David didn't disappoint with the breakfast spread. Bread with fruit spread and butter, yogurt with granola-type cereal, dried meats and cheeses as well as apple and banana slices--it was all as fresh as it could possibly be. I'd love to know how recently the milk that made the butter and yogurt was sloshing around in the belly of a cow on some nearby hillside.

After breakfast, we took the cable car down to the Schilthornbahn station, caught a Post bus to Lauterbrunnen and boarded the train once again headed to Bern.

The national capital, Bern is a fantastic city that boasts a lot of great personality. I could definitely spend more time there. It was especially meaningful to Brooke and I due to the fact that Bern is where our boy Crockett can trace his ancestry (Bernese Mountain Dog)!

During our stroll through town we saw most of the city's famous 11 fountains (each topped with a character based on biblical or Swiss folklore (such as Samson and a child-eating Ogre), we explored a beautiful 15th-century Cathedral, saw the riverfront brown bear dwellings where four brown bears--the symbol of Bern, as depicted on the canton's official seal--go about their business while locals and tourists alike observe.

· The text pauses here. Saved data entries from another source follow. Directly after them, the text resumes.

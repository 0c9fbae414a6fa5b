//! CommandRunner port - blocking invocation of external build tools

use std::fmt;
use std::path::PathBuf;
use std::time::Duration;

use crate::error::FwkitResult;

/// A program invocation
#[derive(Debug, Clone, PartialEq, Eq)]
pub struct CommandSpec {
    pub program: String,
    pub args: Vec<String>,
    pub cwd: Option<PathBuf>,
}

impl CommandSpec {
    pub fn new(program: impl Into<String>) -> Self {
        Self {
            program: program.into(),
            args: Vec::new(),
            cwd: None,
        }
    }

    pub fn args<I, S>(mut self, args: I) -> Self
    where
        I: IntoIterator<Item = S>,
        S: Into<String>,
    {
        self.args.extend(args.into_iter().map(Into::into));
        self
    }

    pub fn cwd(mut self, cwd: impl Into<PathBuf>) -> Self {
        self.cwd = Some(cwd.into());
        self
    }
}

impl fmt::Display for CommandSpec {
    fn fmt(&self, f: &mut fmt::Formatter<'_>) -> fmt::Result {
        write!(f, "{}", self.program)?;
        for arg in &self.args {
            write!(f, " {}", arg)?;
        }
        Ok(())
    }
}

/// Output of a command whose streams were captured
#[derive(Debug, Clone, Default, PartialEq, Eq)]
pub struct CapturedOutput {
    pub code: Option<i32>,
    pub stdout: String,
    pub stderr: String,
}

impl CapturedOutput {
    pub fn success(&self) -> bool {
        self.code == Some(0)
    }

    /// Non-blank stderr lines, trimmed of trailing whitespace
    pub fn stderr_lines(&self) -> impl Iterator<Item = &str> {
        self.stderr
            .lines()
            .map(str::trim_end)
            .filter(|l| !l.trim().is_empty())
    }
}

/// Runs external programs to completion
pub trait CommandRunner {
    /// Run with inherited stdio. A non-zero exit is `CommandFailed`.
    fn run(&self, spec: &CommandSpec) -> FwkitResult<()>;

    /// Run with captured stdio, killing the child after `timeout`.
    ///
    /// A non-zero exit is returned in `CapturedOutput`, not as an error;
    /// only spawn failures and timeouts are errors.
    fn run_captured(&self, spec: &CommandSpec, timeout: Duration) -> FwkitResult<CapturedOutput>;
}
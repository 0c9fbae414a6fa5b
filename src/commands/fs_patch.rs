//! fs-patch command handler

use std::path::PathBuf;

use anyhow::{bail, Result};
use serde_json::json;

use fwkit::application::{apply_fs_patch, FsPatchOptions, PatchDestination};

use crate::commands::Globals;
use crate::ui::json::emit_event;
use crate::ui::json::events::{CompleteEvent, StartEvent};
use crate::ui::views::fs_patch::{render_fs_patch, status_label};

const COMMAND: &str = "fs-patch";

pub struct FsPatchArgs {
    pub builder: Option<PathBuf>,
    pub platform_dir: Option<PathBuf>,
    pub targets: Vec<String>,
    pub in_place: bool,
    pub output: Option<PathBuf>,
}

pub fn cmd_fs_patch(globals: &Globals, args: FsPatchArgs) -> Result<()> {
    let ui = &globals.ui;

    let builder = match (args.builder, args.platform_dir) {
        (Some(builder), _) => globals.resolve(&builder),
        (None, Some(dir)) => FsPatchOptions::builder_in_platform(&globals.resolve(&dir)),
        (None, None) => bail!("one of --builder or --platform-dir is required"),
    };
    let destination = match (args.in_place, args.output) {
        (true, _) => PatchDestination::InPlace,
        (false, Some(output)) => PatchDestination::Output(globals.resolve(&output)),
        (false, None) => bail!("one of --in-place or --output is required"),
    };
    let options = FsPatchOptions {
        builder,
        // No --target means the caller already decided a filesystem build is running.
        targets: if args.targets.is_empty() {
            None
        } else {
            Some(args.targets)
        },
        destination,
    };

    if ui.json {
        let _ = emit_event(&StartEvent::new(COMMAND));
    }

    let report = apply_fs_patch(&options)?;

    if ui.json {
        let _ = emit_event(&CompleteEvent::success(
            COMMAND,
            json!({
                "builder": report.builder.display().to_string(),
                "status": status_label(report.status),
                "written": report.written.as_ref().map(|p| p.display().to_string()),
            }),
        ));
    } else {
        print!("{}", render_fs_patch(&report, ui.color, ui.unicode));
    }
    Ok(())
}
//! wav2pcm command handler

use std::path::PathBuf;

use anyhow::Result;
use serde_json::json;

use fwkit::application::convert_wav_to_pcm;

use crate::commands::Globals;
use crate::ui::json::emit_event;
use crate::ui::json::events::{CompleteEvent, StartEvent, WarningEvent};
use crate::ui::views::audio::render_conversion;

const COMMAND: &str = "wav2pcm";

pub fn cmd_wav2pcm(
    globals: &Globals,
    input: PathBuf,
    output: PathBuf,
    expected_rate: Option<u32>,
) -> Result<()> {
    let config = globals.load_config(COMMAND)?;
    let ui = &globals.ui;

    let input = globals.resolve(&input);
    let output = globals.resolve(&output);
    let expected_rate = expected_rate.unwrap_or(config.audio.expected_sample_rate);

    if ui.json {
        let _ = emit_event(&StartEvent::new(COMMAND));
    }

    let conversion = convert_wav_to_pcm(&input, &output, expected_rate)?;

    if ui.json {
        if let Some(mismatch) = &conversion.rate_mismatch {
            let _ = emit_event(&WarningEvent::new(
                COMMAND,
                format!(
                    "sample rate is {} Hz, expected {} Hz",
                    mismatch.actual, mismatch.expected
                ),
            ));
        }
        let _ = emit_event(&CompleteEvent::success(
            COMMAND,
            json!({
                "output": conversion.output.display().to_string(),
                "bytes": conversion.bytes_written,
                "sample_rate": conversion.format.sample_rate,
            }),
        ));
    } else {
        print!("{}", render_conversion(&conversion, ui.color, ui.unicode));
    }

    Ok(())
}
//! Minimal RIFF/WAVE reader.
//!
//! Extracts the `fmt ` description and the raw `data` chunk bytes. Only
//! integer PCM (format tag 1, or 0xFFFE extensible) is accepted; anything
//! else is reported as a malformed input.

const FORMAT_PCM: u16 = 0x0001;
const FORMAT_EXTENSIBLE: u16 = 0xFFFE;

/// Sample layout described by the `fmt ` chunk
#[derive(Debug, Clone, Copy, PartialEq, Eq)]
pub struct WavFormat {
    pub format_tag: u16,
    pub channels: u16,
    pub sample_rate: u32,
    pub block_align: u16,
    pub bits_per_sample: u16,
}

impl WavFormat {
    pub fn is_mono_16bit(&self) -> bool {
        self.channels == 1 && self.bits_per_sample == 16
    }

    /// Bytes per frame: one sample per channel, each rounded up to whole bytes
    pub fn frame_size(&self) -> usize {
        self.channels as usize * (self.bits_per_sample as usize).div_ceil(8)
    }
}

/// Parsed WAV: format plus raw frame bytes
#[derive(Debug, Clone, PartialEq, Eq)]
pub struct WavClip<'a> {
    pub format: WavFormat,
    pub frames: &'a [u8],
}

impl<'a> WavClip<'a> {
    /// Parse a complete WAV file held in memory.
    ///
    /// Chunks are word aligned; a truncated `data` chunk yields the bytes
    /// actually present.
    pub fn parse(bytes: &'a [u8]) -> Result<Self, String> {
        if bytes.len() < 12 {
            return Err("file too short for a RIFF header".to_string());
        }
        if &bytes[0..4] != b"RIFF" {
            return Err("missing RIFF signature".to_string());
        }
        if &bytes[8..12] != b"WAVE" {
            return Err("RIFF form type is not WAVE".to_string());
        }

        let mut format: Option<WavFormat> = None;
        let mut offset = 12usize;

        while offset + 8 <= bytes.len() {
            let id = &bytes[offset..offset + 4];
            let size = read_u32(bytes, offset + 4) as usize;
            let body_start = offset + 8;
            let body_end = body_start.saturating_add(size).min(bytes.len());
            let body = &bytes[body_start..body_end];

            match id {
                b"fmt " => format = Some(parse_fmt(body)?),
                b"data" => {
                    let format = format.ok_or_else(|| "data chunk before fmt chunk".to_string())?;
                    return Ok(Self {
                        format,
                        frames: body,
                    });
                }
                _ => {}
            }

            // Odd-sized chunks carry one pad byte.
            offset = body_start.saturating_add(size).saturating_add(size & 1);
        }

        match format {
            Some(_) => Err("no data chunk".to_string()),
            None => Err("no fmt chunk".to_string()),
        }
    }

    /// Number of complete frames in the data chunk
    pub fn frame_count(&self) -> usize {
        match self.format.frame_size() {
            0 => 0,
            size => self.frames.len() / size,
        }
    }

    /// Data chunk bytes without a trailing partial frame
    pub fn whole_frames(&self) -> &'a [u8] {
        &self.frames[..self.frame_count() * self.format.frame_size()]
    }
}

fn parse_fmt(body: &[u8]) -> Result<WavFormat, String> {
    if body.len() < 16 {
        return Err(format!("fmt chunk too short ({} bytes)", body.len()));
    }

    let format_tag = read_u16(body, 0);
    if format_tag != FORMAT_PCM && format_tag != FORMAT_EXTENSIBLE {
        return Err(format!("unsupported format tag 0x{:04x}", format_tag));
    }

    let format = WavFormat {
        format_tag,
        channels: read_u16(body, 2),
        sample_rate: read_u32(body, 4),
        block_align: read_u16(body, 12),
        bits_per_sample: read_u16(body, 14),
    };

    if format.channels == 0 {
        return Err("fmt chunk declares zero channels".to_string());
    }

    Ok(format)
}

fn read_u16(bytes: &[u8], at: usize) -> u16 {
    u16::from_le_bytes([bytes[at], bytes[at + 1]])
}

fn read_u32(bytes: &[u8], at: usize) -> u32 {
    u32::from_le_bytes([bytes[at], bytes[at + 1], bytes[at + 2], bytes[at + 3]])
}

/// Build a canonical 44-byte-header PCM WAV. Used by tests.
#[doc(hidden)]
pub fn encode_pcm_wav(channels: u16, sample_rate: u32, bits_per_sample: u16, frames: &[u8]) -> Vec<u8> {
    let block_align = channels * (bits_per_sample / 8).max(1);
    let byte_rate = sample_rate * block_align as u32;
    let mut out = Vec::with_capacity(44 + frames.len() + 1);
    out.extend_from_slice(b"RIFF");
    out.extend_from_slice(&(36 + frames.len() as u32).to_le_bytes());
    out.extend_from_slice(b"WAVE");
    out.extend_from_slice(b"fmt ");
    out.extend_from_slice(&16u32.to_le_bytes());
    out.extend_from_slice(&FORMAT_PCM.to_le_bytes());
    out.extend_from_slice(&channels.to_le_bytes());
    out.extend_from_slice(&sample_rate.to_le_bytes());
    out.extend_from_slice(&byte_rate.to_le_bytes());
    out.extend_from_slice(&block_align.to_le_bytes());
    out.extend_from_slice(&bits_per_sample.to_le_bytes());
    out.extend_from_slice(b"data");
    out.extend_from_slice(&(frames.len() as u32).to_le_bytes());
    out.extend_from_slice(frames);
    if frames.len() % 2 == 1 {
        out.push(0);
    }
    out
}
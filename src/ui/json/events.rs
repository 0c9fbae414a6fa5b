//! Shared JSON event types for consistent CLI output.

use serde::Serialize;

/// Event emitted when a command starts.
#[derive(Debug, Clone, Serialize)]
pub struct StartEvent<'a> {
    pub event: &'static str,
    pub command: &'a str,
    pub version: &'static str,
}

impl<'a> StartEvent<'a> {
    pub fn new(command: &'a str) -> Self {
        Self {
            event: "start",
            command,
            version: env!("CARGO_PKG_VERSION"),
        }
    }
}

/// One unit of work: a header, an image, a patched file.
#[derive(Debug, Clone, Serialize)]
pub struct ItemEvent<'a, T: Serialize> {
    pub event: &'static str,
    pub command: &'a str,
    #[serde(flatten)]
    pub data: T,
}

impl<'a, T: Serialize> ItemEvent<'a, T> {
    pub fn new(command: &'a str, data: T) -> Self {
        Self {
            event: "item",
            command,
            data,
        }
    }
}

/// Non-fatal condition worth surfacing.
#[derive(Debug, Clone, Serialize)]
pub struct WarningEvent<'a> {
    pub event: &'static str,
    pub command: &'a str,
    pub message: String,
}

impl<'a> WarningEvent<'a> {
    pub fn new(command: &'a str, message: impl Into<String>) -> Self {
        Self {
            event: "warning",
            command,
            message: message.into(),
        }
    }
}

/// Event emitted when a command finishes.
#[derive(Debug, Clone, Serialize)]
pub struct CompleteEvent<'a, T: Serialize> {
    pub event: &'static str,
    pub command: &'a str,
    pub success: bool,
    #[serde(flatten)]
    pub summary: T,
}

impl<'a, T: Serialize> CompleteEvent<'a, T> {
    pub fn success(command: &'a str, summary: T) -> Self {
        Self {
            event: "complete",
            command,
            success: true,
            summary,
        }
    }

    pub fn failure(command: &'a str, summary: T) -> Self {
        Self {
            event: "complete",
            command,
            success: false,
            summary,
        }
    }
}

/// Event emitted when an error occurs.
#[derive(Debug, Clone, Serialize)]
pub struct ErrorEvent<'a> {
    pub event: &'static str,
    pub code: &'a str,
    pub message: String,
    pub exit_code: i32,
}

impl<'a> ErrorEvent<'a> {
    pub fn new(code: &'a str, message: impl Into<String>, exit_code: i32) -> Self {
        Self {
            event: "error",
            code,
            message: message.into(),
            exit_code,
        }
    }
}
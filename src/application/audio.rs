//! Audio conversion
//!
//! Repackages a mono 16-bit WAV clip as headerless PCM for the doorbell
//! gong. Whole frames are copied verbatim.

use std::fs;
use std::path::{Path, PathBuf};

use crate::domain::services::{WavClip, WavFormat};
use crate::error::{FwkitError, FwkitResult};
use crate::infrastructure::fs::atomic_write;

/// Result of a conversion
#[derive(Debug, Clone, PartialEq, Eq)]
pub struct PcmConversion {
    pub output: PathBuf,
    pub format: WavFormat,
    pub bytes_written: usize,
    /// Set when the clip's sample rate differs from the expected one
    pub rate_mismatch: Option<RateMismatch>,
}

#[derive(Debug, Clone, Copy, PartialEq, Eq)]
pub struct RateMismatch {
    pub expected: u32,
    pub actual: u32,
}

/// Convert `input` to raw PCM at `output`.
///
/// Rejected input leaves `output` untouched.
pub fn convert_wav_to_pcm(input: &Path, output: &Path, expected_rate: u32) -> FwkitResult<PcmConversion> {
    let bytes = fs::read(input).map_err(|e| match e.kind() {
        std::io::ErrorKind::NotFound => FwkitError::FileNotFound {
            path: input.to_path_buf(),
        },
        _ => FwkitError::Io(e),
    })?;

    let clip = WavClip::parse(&bytes).map_err(|reason| FwkitError::InvalidWav {
        path: input.to_path_buf(),
        reason,
    })?;

    if !clip.format.is_mono_16bit() {
        return Err(FwkitError::UnsupportedAudio {
            channels: clip.format.channels,
            bits_per_sample: clip.format.bits_per_sample,
        });
    }

    let rate_mismatch = (clip.format.sample_rate != expected_rate).then_some(RateMismatch {
        expected: expected_rate,
        actual: clip.format.sample_rate,
    });
    if let Some(m) = rate_mismatch {
        log::info!("sample rate {} Hz, expected {} Hz", m.actual, m.expected);
    }

    let pcm = clip.whole_frames();
    if pcm.len() < clip.frames.len() {
        log::debug!("dropping {} trailing byte(s) of a partial frame", clip.frames.len() - pcm.len());
    }
    atomic_write(output, pcm)?;
    log::debug!("{} frames written to {}", clip.frame_count(), output.display());

    Ok(PcmConversion {
        output: output.to_path_buf(),
        format: clip.format,
        bytes_written: pcm.len(),
        rate_mismatch,
    })
}
//! Property tests for asset identifiers and header rendering.

use proptest::prelude::*;

use fwkit::domain::entities::EmbeddedAsset;
use fwkit::domain::services::HeaderRenderer;
use fwkit::domain::value_objects::{AssetIdentifier, HeaderDialect};

fn is_c_identifier(s: &str) -> bool {
    let mut chars = s.chars();
    match chars.next() {
        Some(c) if c == '_' || c.is_ascii_alphabetic() => {}
        _ => return false,
    }
    chars.all(|c| c == '_' || c.is_ascii_alphanumeric())
}

proptest! {
    #![proptest_config(ProptestConfig {
        cases: 128,
        .. ProptestConfig::default()
    })]

    /// PROPERTY: any file name maps to a valid C identifier.
    #[test]
    fn property_identifier_is_valid_c(name in "(?s).{0,48}") {
        let ident = AssetIdentifier::from_filename(&name);
        prop_assert!(is_c_identifier(ident.as_str()), "{:?} -> {:?}", name, ident.as_str());
    }

    /// PROPERTY: the same asset always renders byte-identical headers.
    #[test]
    fn property_headers_are_reproducible(
        body in proptest::collection::vec(any::<u8>(), 0..512),
        idf in any::<bool>(),
    ) {
        let renderer = HeaderRenderer::new(HeaderDialect::from_idf_flag(idf));
        let a = EmbeddedAsset::compress("index.html", &body).unwrap();
        let b = EmbeddedAsset::compress("index.html", &body).unwrap();

        let first = renderer.render_asset(&a);
        let second = renderer.render_asset(&b);

        prop_assert_eq!(a.data(), b.data());
        prop_assert_eq!(first.content(), second.content());
    }
}
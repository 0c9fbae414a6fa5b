//! Presentation Layer
//!
//! Wires use cases to their infrastructure for the CLI.
//!
//! ```ignore
//! use fwkit::presentation::factory;
//!
//! let use_case = factory::create_ota_use_case();
//! let plan = use_case.plan(&options)?;
//! let result = use_case.execute(&plan, &sink)?;
//! ```

pub mod factory;

pub use factory::{create_ota_use_case, create_prebuild_use_case, create_source_control};
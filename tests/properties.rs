//! Property tests for fwkit.
//!
//! Randomized inputs protect the invariants the generated firmware sources
//! depend on: valid C identifiers, reproducible headers, never-panicking
//! parsers and an idempotent builder patch.
//!
//! Run with: `cargo test --test properties`

#[path = "properties/assets.rs"]
mod assets;

#[path = "properties/builder_patch.rs"]
mod builder_patch;

#[path = "properties/wav.rs"]
mod wav;

#[path = "properties/platformio_ini.rs"]
mod platformio_ini;
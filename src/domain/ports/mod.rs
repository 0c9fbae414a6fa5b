//! Domain Ports (Interfaces)
//!
//! These traits define the boundaries of the domain layer.
//! Infrastructure layer provides concrete implementations.

pub mod build_events;
pub mod command_runner;
pub mod source_control;

pub use build_events::{BuildEvent, BuildEventSink, NoopEventSink};
pub use command_runner::{CapturedOutput, CommandRunner, CommandSpec};
pub use source_control::SourceControl;
//! fwkit - build tooling for ESP32 PlatformIO firmware
//!
//! fwkit turns the loose scripts around a firmware build into one tool:
//! web assets are gzip-compressed into C headers, firmware and filesystem
//! images are exported under versioned names for OTA, version and build time
//! are stamped into the compile, and WAV clips are reduced to raw PCM.

pub mod application;
pub mod config;
pub mod domain;
pub mod error;
pub mod infrastructure;
pub mod presentation;

// Re-exports for convenience
pub use application::{
    apply_fs_patch, compute_stamp, convert_wav_to_pcm, embed_assets, EmbedOptions, EmbedReport,
    OtaOptions, OtaUseCase, PrebuildUseCase, StampFormat,
};
pub use config::Config;
pub use domain::value_objects::{FirmwareVersion, HeaderDialect};
pub use error::{FwkitError, FwkitResult};
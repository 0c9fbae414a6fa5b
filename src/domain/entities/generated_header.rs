//! GeneratedHeader entity - rendered C/C++ header text ready to write

use std::path::{Path, PathBuf};

#[derive(Debug, Clone, PartialEq, Eq)]
pub struct GeneratedHeader {
    file_name: String,
    content: String,
}

impl GeneratedHeader {
    pub fn new(file_name: impl Into<String>, content: impl Into<String>) -> Self {
        Self {
            file_name: file_name.into(),
            content: content.into(),
        }
    }

    pub fn file_name(&self) -> &str {
        &self.file_name
    }

    pub fn content(&self) -> &str {
        &self.content
    }

    /// Destination path under the output directory
    pub fn path_in(&self, output_dir: &Path) -> PathBuf {
        output_dir.join(&self.file_name)
    }
}
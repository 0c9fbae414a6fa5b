//! OtaArtifact entity - a built image exported under a versioned name

use std::fmt;
use std::path::PathBuf;

use serde::Serialize;

use crate::domain::value_objects::ContentHash;

/// Image kinds produced by a PlatformIO build
#[derive(Debug, Clone, Copy, PartialEq, Eq, Serialize)]
#[serde(rename_all = "lowercase")]
pub enum ArtifactKind {
    Firmware,
    Littlefs,
}

impl ArtifactKind {
    /// File name PlatformIO writes under `.pio/build/<env>/`
    pub fn image_name(&self) -> &'static str {
        match self {
            ArtifactKind::Firmware => "firmware.bin",
            ArtifactKind::Littlefs => "littlefs.bin",
        }
    }

    /// Arguments passed to the build tool to produce this image
    pub fn build_args(&self, env: &str) -> Vec<String> {
        let mut args = vec!["run".to_string()];
        if matches!(self, ArtifactKind::Littlefs) {
            args.push("-t".to_string());
            args.push("buildfs".to_string());
        }
        args.push("-e".to_string());
        args.push(env.to_string());
        args
    }

    /// Exported file name, `<prefix>-<version>-<kind>.bin`
    pub fn export_name(&self, prefix: &str, version: &str) -> String {
        format!("{}-{}-{}.bin", prefix, version, self)
    }
}

impl fmt::Display for ArtifactKind {
    fn fmt(&self, f: &mut fmt::Formatter<'_>) -> fmt::Result {
        match self {
            ArtifactKind::Firmware => f.write_str("firmware"),
            ArtifactKind::Littlefs => f.write_str("littlefs"),
        }
    }
}

/// An image copied to the OTA output directory
#[derive(Debug, Clone, PartialEq, Eq, Serialize)]
pub struct OtaArtifact {
    pub kind: ArtifactKind,
    pub source: PathBuf,
    pub exported: PathBuf,
    pub size: u64,
    #[serde(serialize_with = "serialize_hash")]
    pub sha256: ContentHash,
}

fn serialize_hash<S: serde::Serializer>(hash: &ContentHash, s: S) -> Result<S::Ok, S::Error> {
    s.serialize_str(hash.as_str())
}

#[cfg(test)]
mod tests {
    use super::*;

    #[test]
    fn firmware_build_args() {
        assert_eq!(
            ArtifactKind::Firmware.build_args("seeed_xiao_esp32s3"),
            vec!["run", "-e", "seeed_xiao_esp32s3"]
        );
    }

    #[test]
    fn filesystem_build_args_use_buildfs_target() {
        assert_eq!(
            ArtifactKind::Littlefs.build_args("esp32"),
            vec!["run", "-t", "buildfs", "-e", "esp32"]
        );
    }

    #[test]
    fn export_name_includes_prefix_version_and_kind() {
        assert_eq!(
            ArtifactKind::Firmware.export_name("XIAOS3Sense", "1.2.0"),
            "XIAOS3Sense-1.2.0-firmware.bin"
        );
        assert_eq!(
            ArtifactKind::Littlefs.export_name("XIAOS3Sense", "1.2.0"),
            "XIAOS3Sense-1.2.0-littlefs.bin"
        );
    }
}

Another great part of our stroll through Bern was visiting the apartment where Albert Einstein lived from 1902-05 and where he worked out his famous theory of relativity. It is now a museum dedicated to Einstein, and although our Swiss Passes would have allowed us free admission for the 20-minute audio tour, we settled for a few pictures out front and headed to one of the bustling squares for lunch.

The trademark Swiss dish Rosti, which I explained in Saturday's blog post, originiated in Bern. So naturally that's what we both got at a place called le Mazot. I got the "rosti sportsman," which is basically hash browns topped with a slice of ham, covered in melted swiss cheese and topped with a sunny-side-up egg.

Cooked eggs here look different than they do in the states. Our egg yokes have a yellow look in comparison to the bright "Florida Gator" orange that they take on here. I'm no expert on the matter, but my guess is that it may have to do with the chickens here lacking some of the steroids and other chemicals that we feed to or inject into the chickens back home.

We did a bit of shopping in Bern. I bought a great water- and wind-proof jacket that will surely serve me well on future hiking trips. It is made by a really cool brand I had never heard of before: Sherpa Adventure Gear. Brooke looked at dozens of nice, Swiss-manufactured watches but couldn't settle on one. Many of the nicer watches sold for up to CHF 4000 (close to $4,000).

On our way back to Gimmelwald in the afternoon, we got off the train at the Interlaken West station and walked through that city all the way to the East station. Brooke made a good find at one of the shops, purchasing a red Swiss World Cup team jersey that I must admit is pretty cool. The Swiss play tomorrow at 4 p.m. and we'd like to find a nice little pub or restaurant with a good scene in which to watch the game, but we'll see how the day progresses.

I'm still holding up hope that the clouds will clear out of the area and make a paragliding trip a possibility for tomorrow.

Dinner this evening was at the restaurant in Hotel Alpina, which is up in Murren. Brooke and I each had the Raclette, which is another trademark Swiss dish of melted cheese with boiled potatoes and cucumbers and onions. Like all our other meals thus far, it was stellar.

Well, walking all around Bern and Interlaken really wore us out, so are ready to call it a night. We hope everyone back home is doing well. Aside from missing Crockett terribly already, we are having an extraordinary time here.